EXERCISE —
Having found the line that holds "return Err(PipelineError::DocumentNotFound(path.to_path_buf()));", give that line and all lines after it again, word for word, through the end of the data below.

EXCERPTED DATA —
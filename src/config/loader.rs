//! Configuration document loader.
//!
//! Reads base documents and override fragments from disk. The loader has no
//! side effects beyond the read and performs no merging or validation; a
//! missing file and a file that does not parse to a mapping are the only
//! failure modes.

use super::document::{self, DocumentFormat};
use crate::error::{PipelineError, PipelineResult};
use serde_json::Value;
use std::path::Path;
use tracing::debug;

/// Load a base configuration document.
pub fn load_document(path: &Path) -> PipelineResult<Value> {
    let content = read_file(path)?;
    let doc = document::parse_document(path, &content)?;
    debug!(path = %path.display(), "Loaded configuration document");
    Ok(doc)
}

/// Load an ordered sequence of override fragments from a structured file.
///
/// The file contains either a single mapping (one fragment) or a top-level
/// sequence of mappings (applied in order). Anything else is malformed.
pub fn load_overrides(path: &Path) -> PipelineResult<Vec<Value>> {
    let content = read_file(path)?;

    let value: Value = match DocumentFormat::from_path(path) {
        DocumentFormat::Json => {
            serde_json::from_str(&content).map_err(|e| PipelineError::malformed(path, e))?
        }
        DocumentFormat::Yaml => {
            serde_yaml::from_str(&content).map_err(|e| PipelineError::malformed(path, e))?
        }
    };

    let fragments = match value {
        Value::Object(_) => vec![value],
        Value::Array(entries) => {
            if let Some(bad) = entries.iter().find(|e| !e.is_object()) {
                return Err(PipelineError::malformed(
                    path,
                    format!("override sequence entry is not a mapping: {bad}"),
                ));
            }
            entries
        }
        _ => {
            return Err(PipelineError::malformed(
                path,
                "overrides must be a mapping or a sequence of mappings",
            ));
        }
    };

    debug!(
        path = %path.display(),
        count = fragments.len(),
        "Loaded override fragments"
    );
    Ok(fragments)
}

/// Persist a document in the format implied by the target path.
pub fn save_document(path: &Path, doc: &Value) -> PipelineResult<()> {
    let text = document::serialize_document(doc, DocumentFormat::from_path(path))?;
    if let Some(parent) = path.parent()
        && !parent.as_os_str().is_empty()
    {
        std::fs::create_dir_all(parent).map_err(|e| PipelineError::malformed(path, e))?;
    }
    std::fs::write(path, text).map_err(|e| PipelineError::malformed(path, e))?;
    Ok(())
}

fn read_file(path: &Path) -> PipelineResult<String> {
    if !path.exists() {
        return Err(PipelineError::DocumentNotFound(path.to_path_buf()));
    }
    std::fs::read_to_string(path).map_err(|e| PipelineError::malformed(path, e))
}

THE ANSWER —
        return Err(PipelineError::DocumentNotFound(path.to_path_buf()));
    }
    std::fs::read_to_string(path).map_err(|e| PipelineError::malformed(path, e))
}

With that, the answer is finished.